The defendants excepted to and assigned as error, the admission of certain evidence, purely collateral in character and which they contend was prejudicial to them. George Elliott, a witness fpr the State, who admitted he had had trouble with the defendant,. Miss Ada Godwin, was permitted to testify that about a month before the commission of the alleged crime, for which the defendants were on trial, that he had started to Miss Ada Godwin’s house to see her relative to a fire and that he met her at Dale’s Filling Station and said to her: “I want to see you, I have had a lot of trouble about cattle. The other two fires are a thing' of the past, but I have about reached my limit. The one last night ... I can’t take it any longer. I would like to ask you if you would be willing, leaving me out, to pay the tenants of mine, the share-croppers, a part of their corn and for their hay, so they will have something to feed their stock on.” Lie further testified her reply was “G-d-n the fire. I am not interested in the damn fire. . So far as I am concerned it was over the Cape Fear River.” The witness was also permitted to testify to the use of vile and profane language by Ada Godwin in discussing a debt owed by one of her tenants for a seed loan, which tenant was planning to move on Elliott’s land, without paying the loan.
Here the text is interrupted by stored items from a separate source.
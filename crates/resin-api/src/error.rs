use thiserror::Error;

/// Top-level error type for the `resin-api` crate.
///
/// Covers the REST calls the log streamer depends on, the pub/sub transport,
/// and the log stream lifecycle. Per-payload decode failures are *not* part
/// of this enum: they never terminate a stream (see
/// [`DecodeError`](crate::logs::DecodeError)).
#[derive(Debug, Error)]
pub enum Error {
    // ── Authentication ──────────────────────────────────────────────
    /// The API rejected the session token.
    #[error("Authentication failed: {message}")]
    Authentication { message: String },

    /// Session token could not be decoded.
    #[error("Bad session token")]
    BadToken,

    // ── Transport ───────────────────────────────────────────────────
    /// HTTP transport error (connection refused, DNS failure, etc.)
    #[error("HTTP transport error: {0}")]
    Transport(#[from] reqwest::Error),

    /// URL parsing error.
    #[error("Invalid URL: {0}")]
    InvalidUrl(#[from] url::ParseError),

    /// TLS setup or certificate error.
    #[error("TLS error: {0}")]
    Tls(String),

    // ── API ─────────────────────────────────────────────────────────
    /// Non-success HTTP status from the resin API.
    #[error("API error (HTTP {status}): {message}")]
    Api { status: u16, message: String },

    /// No device matches the requested UUID.
    #[error("Device '{uuid}' not found")]
    DeviceNotFound { uuid: String },

    /// The remote configuration carries no pub/sub key material.
    #[error("No pubnub details found in remote configuration")]
    NoPubSubCredentials,

    // ── Pub/sub ─────────────────────────────────────────────────────
    /// The transport refused to open a subscription.
    #[error("Subscription failed: {0}")]
    Subscribe(String),

    /// Error delivered on a subscription's error source. Terminal for the stream.
    #[error("Pub/sub transport error: {message}")]
    PubSub { message: String },

    /// The transport dropped the message source without reporting an error.
    #[error("Subscription closed by transport")]
    SubscriptionClosed,

    /// `log` was called while another stream is running on the same session.
    #[error("A log stream is already running on this session")]
    StreamActive,

    // ── Data ────────────────────────────────────────────────────────
    /// JSON deserialization failed, with the raw body for debugging.
    #[error("Deserialization error: {message}")]
    Deserialization { message: String, body: String },
}

impl Error {
    /// Returns `true` if the session token needs to be refreshed.
    pub fn is_auth_expired(&self) -> bool {
        matches!(self, Self::Authentication { .. } | Self::BadToken)
    }

    /// Returns `true` if this is a transient error worth retrying at the
    /// caller's discretion. Nothing in this crate retries on its own.
    pub fn is_transient(&self) -> bool {
        match self {
            Self::Transport(e) => e.is_timeout() || e.is_connect(),
            Self::Api { status, .. } => *status == 429 || *status >= 500,
            Self::PubSub { .. } | Self::SubscriptionClosed => true,
            _ => false,
        }
    }

    /// Returns `true` if this is a "not found" error.
    pub fn is_not_found(&self) -> bool {
        match self {
            Self::DeviceNotFound { .. } | Self::Api { status: 404, .. } => true,
            Self::Transport(e) => e.status() == Some(reqwest::StatusCode::NOT_FOUND),
            _ => false,
        }
    }
}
This evidence tended to discredit and impeach this defendant about a collateral matter and to create an unfavorable impression of the defendant in the minds of the jurors which was manifestly prejudicial. S. v. Lee, 211 N. 0., 326, 190 S. E., 234. It is true, as the State contends, she went upon the stand and testified in her own behalf, but she denied that any such conversation took place, and by so doing she did not make the evidence competent nor waive the objection to its admission. The well established rule that when incompetent evidence is admitted over objection, but the same evidence has theretofore or thereafter been admitted without objection, the benefit of the objection is ordinarily lost, but, as stated by Brogden, J., in Shelton v. R. R., 193 N. C., 670, 139 S. E., 232: “The rule does not mean that the adverse party may not, on cross-examination, explain the evidence, or destroy *848its probative value, or even contradict it with other evidence, upon peril of losing the benefit of bis exception.”
Tbe testimony of the above witness does not come within the rule that proof of the commission of other like offenses may be admitted to show the scienter, intent and motive when the crimes are so connected or associated that the evidence will throw light on the question under consideration. S. v. Smith, 204 N. C., 638, 169 S. E., 230; S. v. Beam, 179 N. C., 768, 103 S. E., 370; S. v. Stancill, 178 N. C., 683, 100 S. E., 241; S. v. Lee, supra; Gray v. Cartwright, 174 N. C., 49, 93 S. E., 432; S. v. Walton, 114 N. C., 783, 18 S. E., 945; S. v. Murphy, 84 N. C., 742. The fact that the trial judge instructed the jury to consider this evidence as against Ada Godwin only, did not limit the prejudicial effect of the evidence to her alone, since the testimony of the State as a whole tended to show that she was the instigator of the conspiracy and personally directed the assault on the Bullards. We think the exception well taken and that the defendants are entitled to a new trial.
There are other exceptions of merit presented on the record, but since there must be a new trial, we deem it unnecessary to discuss them.